LONDON (Reuters) - An example of the world's first postage stamp, the Penny Black, is being offered at auction, Sotheby's said on Tuesday, with a price estimate of up to $8.25 million.

Dating from 1840, the item is "the earliest securely dated example of the first postage stamp," according to the auction house that will present it at its "Treasures" sale on Dec. 7.

The adhesive stamp, which features a profile of Queen Victoria, is attached to a document dated April 10, 1840, from the archive of British postal service reformer Robert Wallace, a Scottish politician. The Penny Black, which introduced a flat rate, was used from May 6, 1840. Before that, the recipient paid the postage cost.

"This is the first ever stamp, the precursor to all stamps, and unequivocally the most important piece of philatelic history to exist," Henry House, head of Sotheby’s Treasures Sale, said in a statement.

"Though there are many hugely important stamps in collections both public and private around the world, this is the stamp that started the postage system as we know it."

The stamp is one of three Penny Blacks believed to have survived from the very first sheet of printed stamps.
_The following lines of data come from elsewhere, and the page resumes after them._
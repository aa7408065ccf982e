use chrono::NaiveDate;
use clap::{Parser, Subcommand};
use regex::Regex;
use std::path::{Path, PathBuf};
use std::process::ExitCode;
use std::sync::atomic::{AtomicBool, Ordering};
use std::sync::Arc;
use tracing::{error, info, warn};

use mailsift::adapters::imap::ImapMailSource;
use mailsift::config::{self, AppConfig, CodesConfig};
use mailsift::embedding;
use mailsift::error::MailsiftError;
use mailsift::logging;
use mailsift::services::message_service;
use mailsift::services::search::{SearchFilters, SearchHit, SearchService};
use mailsift::services::sync::{run_sync, SyncContext, SyncOptions};
use mailsift::state::{LocalState, OpenMode, StateOptions};
use mailsift::types::RemoteId;

#[derive(Parser, Debug)]
#[command(name = "mailsift")]
#[command(about = "Incrementally index a mailbox and search it semantically", long_about = None)]
struct Args {
    /// Path to the config file (default: first of the standard locations that exists)
    #[arg(short, long, global = true)]
    config: Option<PathBuf>,

    /// Override the state directory
    #[arg(long, global = true)]
    state_dir: Option<PathBuf>,

    #[command(subcommand)]
    command: Command,
}

#[derive(Subcommand, Debug)]
enum Command {
    /// Fetch and index messages newer than the watermark
    Sync,

    /// List the most recent indexed messages
    List {
        #[arg(short, long, default_value = "20")]
        limit: usize,
    },

    /// Show one message by remote id
    Get { id: RemoteId },

    /// Semantic search, falling back to keywords when nothing matches
    Search {
        query: String,

        /// Only messages on or after this date (YYYY-MM-DD)
        #[arg(long)]
        after: Option<String>,

        /// Only messages before this date (YYYY-MM-DD)
        #[arg(long)]
        before: Option<String>,

        /// Case-insensitive substring of the sender
        #[arg(long)]
        sender: Option<String>,

        /// Regular expression the body or subject must match
        #[arg(long)]
        regex: Option<String>,

        /// Only messages with a detected verification code
        #[arg(long)]
        codes_only: bool,

        #[arg(short = 'k', long, default_value = "10")]
        limit: usize,
    },

    /// List messages containing verification codes
    SearchCodes {
        /// Pattern set: default, strict, broad (default: from config)
        #[arg(long)]
        set: Option<String>,

        /// Custom regular expression; every match is reported as a code
        #[arg(long, conflicts_with = "set")]
        pattern: Option<String>,

        #[arg(short, long, default_value = "20")]
        limit: usize,
    },

    /// Show counts, watermark and index health
    Status,

    /// Rebuild the vector index from stored embeddings
    RebuildIndex,
}

#[tokio::main]
async fn main() -> ExitCode {
    logging::init();
    let args = Args::parse();

    match run(args).await {
        Ok(code) => code,
        Err(e) => {
            error!("{}", e);
            eprintln!("error: {}", e);
            ExitCode::FAILURE
        }
    }
}

async fn run(args: Args) -> Result<ExitCode, MailsiftError> {
    let config = config::load(args.config.as_deref())?;
    // The flag wins over MAILSIFT_STATE_DIR and the config file
    let root = args.state_dir.unwrap_or_else(|| config.state_dir());

    match args.command {
        Command::Sync => sync(&config, &root).await,
        Command::List { limit } => {
            let local = open_state(&config, &root, OpenMode::ReadOnly)?;
            for record in message_service::list(&local, limit)? {
                println!(
                    "{:>8}  {}  {:<30}  {}",
                    record.remote_id,
                    fmt_date(record.timestamp),
                    truncate(&record.sender, 30),
                    record.subject
                );
            }
            Ok(ExitCode::SUCCESS)
        }
        Command::Get { id } => {
            let local = open_state(&config, &root, OpenMode::ReadOnly)?;
            let record = message_service::get(&local, id)?;
            println!("Id:      {}", record.remote_id);
            println!("From:    {}", record.sender);
            println!("Date:    {}", fmt_date(record.timestamp));
            println!("Subject: {}", record.subject);
            println!();
            println!("{}", record.body_excerpt);
            Ok(ExitCode::SUCCESS)
        }
        Command::Search {
            query,
            after,
            before,
            sender,
            regex,
            codes_only,
            limit,
        } => {
            let filters = SearchFilters {
                after: after.as_deref().map(parse_date).transpose()?,
                before: before.as_deref().map(parse_date).transpose()?,
                sender,
                body_regex: regex.as_deref().map(Regex::new).transpose()?,
                verification_only: codes_only,
            };
            search(&config, &root, &query, &filters, limit).await
        }
        Command::SearchCodes { set, pattern, limit } => {
            let patterns = code_patterns(set.as_deref(), pattern.as_deref(), &config.codes)?;
            let local = open_state(&config, &root, OpenMode::ReadOnly)?;
            let found = message_service::search_by_pattern(&local, &patterns)?;
            if found.is_empty() {
                println!("No verification codes found");
            }
            for m in found.into_iter().take(limit) {
                println!(
                    "{:>8}  {}  {:<24}  {}  [{}]",
                    m.record.remote_id,
                    fmt_date(m.record.timestamp),
                    truncate(&m.record.sender, 24),
                    m.record.subject,
                    m.codes.join(", ")
                );
            }
            Ok(ExitCode::SUCCESS)
        }
        Command::Status => {
            let local = open_state(&config, &root, OpenMode::ReadOnly)?;
            let report = message_service::status(&local)?;
            println!("State dir:   {}", local.root().display());
            println!("Epoch:       {}", report.epoch.as_deref().unwrap_or("-"));
            println!("Watermark:   {}", report.watermark);
            println!("Messages:    {}", report.messages);
            println!("Index slots: {}", report.slots);
            println!("Skipped:     {}", report.skipped);
            println!("Generation:  {}", report.generation);
            println!("In sync:     {}", if report.index_in_sync { "yes" } else { "no" });
            if let Some((first, last)) = report.date_range {
                println!("Date range:  {} .. {}", fmt_date(first), fmt_date(last));
            }
            if let Some(ms) = report.last_sync {
                println!("Last sync:   {}", fmt_date(ms / 1000));
            }
            println!("Database:    {} bytes", report.db_bytes);
            println!("Index:       {} bytes", report.index_bytes);
            Ok(ExitCode::SUCCESS)
        }
        Command::RebuildIndex => {
            let local = open_state(&config, &root, OpenMode::ReadWrite)?;
            let _lock = local.lock()?;
            let count = local.rebuild_index()?;
            println!("Rebuilt index with {} entries", count);
            Ok(ExitCode::SUCCESS)
        }
    }
}

/// `--pattern` wins over `--set`, which wins over the config file.
fn code_patterns(
    set: Option<&str>,
    pattern: Option<&str>,
    codes: &CodesConfig,
) -> Result<code_detector::PatternSet, MailsiftError> {
    if let Some(pattern) = pattern {
        return Ok(code_detector::PatternSet::custom(pattern)?);
    }
    match set {
        Some(name) => code_detector::PatternSet::from_name(name)
            .ok_or_else(|| MailsiftError::InvalidInput(format!("unknown pattern set '{}'", name))),
        None => codes.pattern_set(),
    }
}

fn open_state(config: &AppConfig, root: &Path, mode: OpenMode) -> Result<LocalState, MailsiftError> {
    if mode == OpenMode::ReadOnly && !root.exists() {
        return Err(MailsiftError::Config(format!(
            "no state at {}, run `mailsift sync` first",
            root.display()
        )));
    }
    LocalState::open(
        root,
        StateOptions {
            dimension: config.embedding.dimension,
            index: config.index.params(),
            busy_timeout: config.busy_timeout(),
            mode,
        },
    )
}

async fn sync(config: &AppConfig, root: &Path) -> Result<ExitCode, MailsiftError> {
    let imap = config
        .imap
        .as_ref()
        .ok_or_else(|| MailsiftError::Config("missing [imap] section".into()))?
        .resolve()?;
    let source = ImapMailSource::new(imap);
    let embedder = embedding::from_config(&config.embedding)?;
    let options = SyncOptions::from_config(config)?;
    let local = open_state(config, root, OpenMode::ReadWrite)?;

    let cancel = Arc::new(AtomicBool::new(false));
    {
        let cancel = Arc::clone(&cancel);
        tokio::spawn(async move {
            if tokio::signal::ctrl_c().await.is_ok() {
                warn!("Interrupt received, stopping after the current chunk");
                cancel.store(true, Ordering::SeqCst);
            }
        });
    }

    let ctx = SyncContext::new(&source, embedder.as_ref(), options).with_cancel(cancel);
    let state = local.load_sync_state()?;
    let result = run_sync(&local, state, &ctx).await;
    source.close().await;
    let (_, report) = result?;

    if report.reset {
        println!(
            "Mailbox epoch changed ({} -> {}), local state was rebuilt",
            report.previous_epoch.as_deref().unwrap_or("-"),
            report.epoch
        );
    }
    println!(
        "Synced {} messages ({} skipped) in {} chunks, watermark {}",
        report.processed, report.skipped, report.committed_chunks, report.watermark
    );
    if report.removed > 0 {
        println!("Removed {} messages deleted on the server", report.removed);
    }
    for failure in &report.failed_chunks {
        println!(
            "Chunk {} ({}..{}) failed after {} attempts: {}",
            failure.chunk, failure.first, failure.last, failure.attempts, failure.error
        );
    }
    if report.cancelled {
        println!("Sync cancelled; progress up to the watermark is kept");
    }

    if report.is_complete() {
        Ok(ExitCode::SUCCESS)
    } else {
        Ok(ExitCode::from(2))
    }
}

async fn search(
    config: &AppConfig,
    root: &Path,
    query: &str,
    filters: &SearchFilters,
    limit: usize,
) -> Result<ExitCode, MailsiftError> {
    let local = open_state(config, root, OpenMode::ReadOnly)?;
    let embedder = embedding::from_config(&config.embedding)?;
    let service = SearchService::new(&local, embedder.as_ref())
        .with_timeout(std::time::Duration::from_secs(config.embedding.timeout_secs));

    let mut hits = service.search(query, limit, filters).await?;
    if hits.is_empty() {
        info!("Semantic search found nothing, trying keywords");
        hits = message_service::keyword_search(&local, query, filters, limit)?;
    }

    if hits.is_empty() {
        println!("No matches");
    }
    print_hits(&hits);
    Ok(ExitCode::SUCCESS)
}

fn print_hits(hits: &[SearchHit]) {
    for hit in hits {
        println!(
            "{:>8}  {:.3}  {}  {:<24}  {}",
            hit.record.remote_id,
            hit.similarity,
            fmt_date(hit.record.timestamp),
            truncate(&hit.record.sender, 24),
            hit.record.subject
        );
    }
}

fn parse_date(s: &str) -> Result<i64, MailsiftError> {
    let date = NaiveDate::parse_from_str(s, "%Y-%m-%d")
        .map_err(|e| MailsiftError::InvalidInput(format!("invalid date '{}': {}", s, e)))?;
    date.and_hms_opt(0, 0, 0)
        .map(|dt| dt.and_utc().timestamp())
        .ok_or_else(|| MailsiftError::InvalidInput(format!("invalid date '{}'", s)))
}

fn fmt_date(ts: i64) -> String {
    chrono::DateTime::from_timestamp(ts, 0)
        .map(|dt| dt.format("%Y-%m-%d %H:%M").to_string())
        .unwrap_or_else(|| "-".into())
}

fn truncate(s: &str, max: usize) -> String {
    if s.chars().count() <= max {
        s.to_string()
    } else {
        let mut out: String = s.chars().take(max.saturating_sub(1)).collect();
        out.push('…');
        out
    }
}
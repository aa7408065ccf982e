pub mod connection;
pub mod source;

pub use source::ImapMailSource;
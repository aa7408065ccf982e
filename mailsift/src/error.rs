//! Unified error types for the sync engine
//!
//! Each variant corresponds to one way a sync cycle can fail, so the
//! pipeline can decide between retrying a chunk, replaying a commit,
//! rebuilding the index, or aborting the cycle.

use serde::{Deserialize, Serialize};
use thiserror::Error;

#[derive(Debug, Clone, Error, Serialize, Deserialize)]
#[serde(tag = "type", content = "message")]
pub enum MailsiftError {
    /// Connection loss or I/O failure talking to a collaborator; the chunk is retried.
    #[error("Transient I/O error: {0}")]
    TransientIo(String),

    #[error("Timed out: {0}")]
    Timeout(String),

    #[error("Authentication error: {0}")]
    Auth(String),

    /// An invariant between metadata and index was violated during commit.
    #[error("Consistency error: {0}")]
    Consistency(String),

    /// The persisted index could not be loaded; recovered by rebuilding.
    #[error("Corrupt index: {0}")]
    CorruptIndex(String),

    #[error("Embedding failed: {0}")]
    Embedding(String),

    #[error("Backend error: {0}")]
    Backend(String),

    #[error("Database error: {0}")]
    Database(String),

    #[error("IO error: {0}")]
    Io(String),

    #[error("Parse error: {0}")]
    Parse(String),

    #[error("Configuration error: {0}")]
    Config(String),

    #[error("Invalid input: {0}")]
    InvalidInput(String),

    #[error("Message not found: {0}")]
    MessageNotFound(String),

    #[error("State directory is locked: {0}")]
    Locked(String),

    #[error("Sync cancelled")]
    Cancelled,
}

impl MailsiftError {
    /// Errors that justify retrying the same chunk after a backoff.
    pub fn is_retryable(&self) -> bool {
        matches!(self, MailsiftError::TransientIo(_) | MailsiftError::Timeout(_))
    }

    /// Errors that must abort the whole cycle instead of failing a single chunk.
    pub fn is_fatal(&self) -> bool {
        matches!(
            self,
            MailsiftError::Auth(_)
                | MailsiftError::Config(_)
                | MailsiftError::Locked(_)
                | MailsiftError::Cancelled
        )
    }
}

// Implement From for common error types

impl From<std::io::Error> for MailsiftError {
    fn from(err: std::io::Error) -> Self {
        MailsiftError::Io(err.to_string())
    }
}

impl From<rusqlite::Error> for MailsiftError {
    fn from(err: rusqlite::Error) -> Self {
        // A busy or locked database past busy_timeout is a commit timeout
        if let rusqlite::Error::SqliteFailure(ref code, _) = err {
            if matches!(
                code.code,
                rusqlite::ErrorCode::DatabaseBusy | rusqlite::ErrorCode::DatabaseLocked
            ) {
                return MailsiftError::Timeout(format!("database busy: {}", err));
            }
        }
        MailsiftError::Database(err.to_string())
    }
}

impl From<r2d2::Error> for MailsiftError {
    fn from(err: r2d2::Error) -> Self {
        MailsiftError::Database(err.to_string())
    }
}

impl From<toml::de::Error> for MailsiftError {
    fn from(err: toml::de::Error) -> Self {
        MailsiftError::Config(err.to_string())
    }
}

impl From<serde_json::Error> for MailsiftError {
    fn from(err: serde_json::Error) -> Self {
        MailsiftError::Parse(err.to_string())
    }
}

impl From<regex::Error> for MailsiftError {
    fn from(err: regex::Error) -> Self {
        MailsiftError::InvalidInput(format!("invalid regex: {}", err))
    }
}

impl From<reqwest::Error> for MailsiftError {
    fn from(err: reqwest::Error) -> Self {
        if err.is_timeout() {
            MailsiftError::Timeout(err.to_string())
        } else {
            MailsiftError::Embedding(err.to_string())
        }
    }
}

impl From<tokio::time::error::Elapsed> for MailsiftError {
    fn from(err: tokio::time::error::Elapsed) -> Self {
        MailsiftError::Timeout(err.to_string())
    }
}

/// Result type alias using MailsiftError
pub type Result<T> = std::result::Result<T, MailsiftError>;

#[cfg(test)]
mod tests {
    use super::*;

    #[test]
    fn test_retryable_classification() {
        assert!(MailsiftError::TransientIo("reset".into()).is_retryable());
        assert!(MailsiftError::Timeout("fetch".into()).is_retryable());
        assert!(!MailsiftError::Embedding("model".into()).is_retryable());
        assert!(!MailsiftError::Auth("bad password".into()).is_retryable());
    }

    #[test]
    fn test_fatal_classification() {
        assert!(MailsiftError::Auth("denied".into()).is_fatal());
        assert!(MailsiftError::Cancelled.is_fatal());
        assert!(!MailsiftError::Consistency("slot".into()).is_fatal());
        assert!(!MailsiftError::CorruptIndex("checksum".into()).is_fatal());
    }

    #[test]
    fn test_serializes_with_type_tag() {
        let json = serde_json::to_string(&MailsiftError::Auth("nope".into())).unwrap();
        assert_eq!(json, r#"{"type":"Auth","message":"nope"}"#);
    }

    #[test]
    fn test_busy_database_maps_to_timeout() {
        let err = rusqlite::Error::SqliteFailure(
            rusqlite::ffi::Error::new(rusqlite::ffi::SQLITE_BUSY),
            None,
        );
        assert!(matches!(MailsiftError::from(err), MailsiftError::Timeout(_)));
    }
}
impl Hnsw {
    pub fn new(params: HnswParams) -> Self {
        Self {
            params,
            nodes: Vec::new(),
            entry: None,
            inserted: 0,
        }
    }

    pub fn params(&self) -> &HnswParams {
        &self.params
    }

    /// Number of inserts performed, which seeds the next level draw.
    pub fn inserted(&self) -> u64 {
        self.inserted
    }

    pub(crate) fn set_inserted(&mut self, inserted: u64) {
        self.inserted = inserted;
    }

    pub fn len(&self) -> usize {
        self.nodes.iter().filter(|n| n.is_some()).count()
    }

    pub fn is_empty(&self) -> bool {
        self.entry.is_none()
    }

    pub fn contains(&self, slot: Slot) -> bool {
        self.node(slot).is_some()
    }

    pub fn vector(&self, slot: Slot) -> Option<&[f32]> {
        self.node(slot).map(|n| n.vector.as_slice())
    }

    /// Live slots in ascending order.
    pub fn slots(&self) -> impl Iterator<Item = Slot> + '_ {
        self.nodes
            .iter()
            .enumerate()
            .filter(|(_, n)| n.is_some())
            .map(|(i, _)| i as Slot)
    }

    fn node(&self, slot: Slot) -> Option<&Node> {
        self.nodes.get(slot as usize).and_then(|n| n.as_ref())
    }

    fn max_links(&self, layer: usize) -> usize {
        if layer == 0 {
            self.params.m * 2
        } else {
            self.params.m
        }
    }

    fn next_level(&self) -> usize {
        let mut rng =
            StdRng::seed_from_u64(self.params.seed ^ self.inserted.wrapping_mul(0x9E37_79B9_7F4A_7C15));
        let ml = 1.0 / (self.params.m.max(2) as f64).ln();
        let r: f64 = rng.gen();
        let level = (-(1.0 - r).ln() * ml).floor() as usize;
        level.min(MAX_LEVEL)
    }

    /// Insert a unit vector at `slot`. The slot must not be occupied.
    pub fn insert(&mut self, slot: Slot, vector: Vec<f32>) {
        debug_assert!(!self.contains(slot), "slot {} already occupied", slot);

        let level = self.next_level();
        self.inserted += 1;

        let mut neighbors: Vec<Vec<Slot>> = vec![Vec::new(); level + 1];

        if let Some(entry) = self.entry {
            let entry_level = self.node(entry).map(|n| n.level).unwrap_or(0);
            let mut eps = vec![entry];

            for layer in (level + 1..=entry_level).rev() {
                if let Some(best) = self.search_layer(&vector, &eps, 1, layer).first() {
                    eps = vec![best.slot];
                }
            }

            for layer in (0..=level.min(entry_level)).rev() {
                let candidates = self.search_layer(&vector, &eps, self.params.ef_construction, layer);
                neighbors[layer] = candidates
                    .iter()
                    .take(self.params.m)
                    .map(|s| s.slot)
                    .collect();
                if !candidates.is_empty() {
                    eps = candidates.iter().map(|s| s.slot).collect();
                }
            }
        }

        let index = slot as usize;
        if self.nodes.len() <= index {
            self.nodes.resize(index + 1, None);
        }
        self.nodes[index] = Some(Node {
            vector,
            level,
            neighbors: neighbors.clone(),
        });

        for (layer, linked) in neighbors.iter().enumerate() {
            for &other in linked {
                if let Some(node) = self.nodes.get_mut(other as usize).and_then(|n| n.as_mut()) {
                    if let Some(list) = node.neighbors.get_mut(layer) {
                        list.push(slot);
                    }
                }
                self.prune(other, layer);
            }
        }

        let entry_level = self.entry.and_then(|e| self.node(e)).map(|n| n.level);
        match entry_level {
            Some(current) if current >= level => {}
            _ => self.entry = Some(slot),
        }
    }

    /// Remove the node at `slot`, repairing the links of nodes that pointed
    /// at it. Returns the removed vector.
    pub fn remove(&mut self, slot: Slot) -> Option<Vec<f32>> {
        let removed = self.nodes.get_mut(slot as usize)?.take()?;

        // Every node that linked to the removed one, by layer
        let mut repairs: Vec<(Slot, usize)> = Vec::new();
        for (i, entry) in self.nodes.iter_mut().enumerate() {
            let Some(node) = entry.as_mut() else { continue };
            for (layer, list) in node.neighbors.iter_mut().enumerate() {
                let before = list.len();
                list.retain(|&n| n != slot);
                if list.len() != before {
                    repairs.push((i as Slot, layer));
                }
            }
        }

        for (other, layer) in repairs {
            let Some(replacements) = removed.neighbors.get(layer) else { continue };
            let live: Vec<Slot> = replacements
                .iter()
                .copied()
                .filter(|&r| r != other && self.contains(r))
                .collect();
            if let Some(node) = self.nodes.get_mut(other as usize).and_then(|n| n.as_mut()) {
                let list = &mut node.neighbors[layer];
                for r in live {
                    if !list.contains(&r) {
                        list.push(r);
                    }
                }
            }
            self.prune(other, layer);
        }

        while matches!(self.nodes.last(), Some(None)) {
            self.nodes.pop();
        }

        if self.entry == Some(slot) {
            self.entry = self
                .nodes
                .iter()
                .enumerate()
                .filter_map(|(i, n)| n.as_ref().map(|n| (i as Slot, n.level)))
                .max_by(|a, b| a.1.cmp(&b.1).then_with(|| b.0.cmp(&a.0)))
                .map(|(i, _)| i);
        }

        Some(removed.vector)
    }

    /// Keep only the closest `max_links(layer)` neighbours of `slot`.
    fn prune(&mut self, slot: Slot, layer: usize) {
        let cap = self.max_links(layer);
        let kept = {
            let Some(node) = self.node(slot) else { return };
            let Some(list) = node.neighbors.get(layer) else { return };
            if list.len() <= cap {
                return;
            }
            let mut scored: Vec<Scored> = list
                .iter()
                .filter_map(|&n| {
                    self.node(n).map(|other| Scored {
                        dist: distance(&node.vector, &other.vector),
                        slot: n,
                    })
                })
                .collect();
            scored.sort();
            scored.truncate(cap);
            scored.into_iter().map(|s| s.slot).collect::<Vec<_>>()
        };
        if let Some(node) = self.nodes.get_mut(slot as usize).and_then(|n| n.as_mut()) {
            node.neighbors[layer] = kept;
        }
    }

    /// Best-first search restricted to one layer. Results ascend by (distance, slot).
    fn search_layer(&self, query: &[f32], entry_points: &[Slot], ef: usize, layer: usize) -> Vec<Scored> {
        let ef = ef.max(1);
        let mut visited: HashSet<Slot> = HashSet::new();
        let mut candidates: BinaryHeap<Reverse<Scored>> = BinaryHeap::new();
        let mut results: BinaryHeap<Scored> = BinaryHeap::new();

        for &ep in entry_points {
            if !visited.insert(ep) {
                continue;
            }
            let Some(node) = self.node(ep) else { continue };
            let scored = Scored {
                dist: distance(query, &node.vector),
                slot: ep,
            };
            candidates.push(Reverse(scored));
            results.push(scored);
            if results.len() > ef {
                results.pop();
            }
        }

        while let Some(Reverse(current)) = candidates.pop() {
            if let Some(worst) = results.peek() {
                if results.len() >= ef && current > *worst {
                    break;
                }
            }
            let Some(node) = self.node(current.slot) else { continue };
            let Some(links) = node.neighbors.get(layer) else { continue };
            for &next in links {
                if !visited.insert(next) {
                    continue;
                }
                let Some(other) = self.node(next) else { continue };
                let scored = Scored {
                    dist: distance(query, &other.vector),
                    slot: next,
                };
                let admit = results.len() < ef || results.peek().map_or(true, |w| scored < *w);
                if admit {
                    candidates.push(Reverse(scored));
                    results.push(scored);
                    if results.len() > ef {
                        results.pop();
                    }
                }
            }
        }

        results.into_sorted_vec()
    }

    /// Up to `k` nearest slots, ascending by (distance, slot).
    pub fn search(&self, query: &[f32], k: usize, ef: usize) -> Vec<(Slot, f32)> {
        let Some(entry) = self.entry else {
            return Vec::new();
        };
        if k == 0 {
            return Vec::new();
        }
        let entry_level = self.node(entry).map(|n| n.level).unwrap_or(0);

        let mut eps = vec![entry];
        for layer in (1..=entry_level).rev() {
            if let Some(best) = self.search_layer(query, &eps, 1, layer).first() {
                eps = vec![best.slot];
            }
        }

        let mut found = self.search_layer(query, &eps, ef.max(k), 0);
        found.truncate(k);
        found.into_iter().map(|s| (s.slot, s.dist)).collect()
    }

    /// Exhaustive scan for recall checks.
    #[cfg(test)]
    pub fn brute_force(&self, query: &[f32], k: usize) -> Vec<(Slot, f32)> {
        let mut all: Vec<Scored> = self
            .nodes
            .iter()
            .enumerate()
            .filter_map(|(i, n)| {
                n.as_ref().map(|n| Scored {
                    dist: distance(query, &n.vector),
                    slot: i as Slot,
                })
            })
            .collect();
        all.sort();
        all.truncate(k);
        all.into_iter().map(|s| (s.slot, s.dist)).collect()
    }
}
The other two are part of the collection at the British Postal Museum.

"The fact that Wallace signed, dated and issued his note ... gives support to the fact that this is the very first example of a postage stamp, which of course every country now uses," owner Alan Holyoake, a businessman and philatelist, told Reuters.

Holyoake came into possession of the Wallace document some 10 years ago. He undertook a three-year research project to determine its authenticity and the stamp has certificates from The Royal Philatelic Society and The British Philatelic Association.

It is the first of its kind to be offered at auction, Sotheby's said, giving it a price estimate of 4 million - 6 million pounds ($5.50 million - $8.25 million).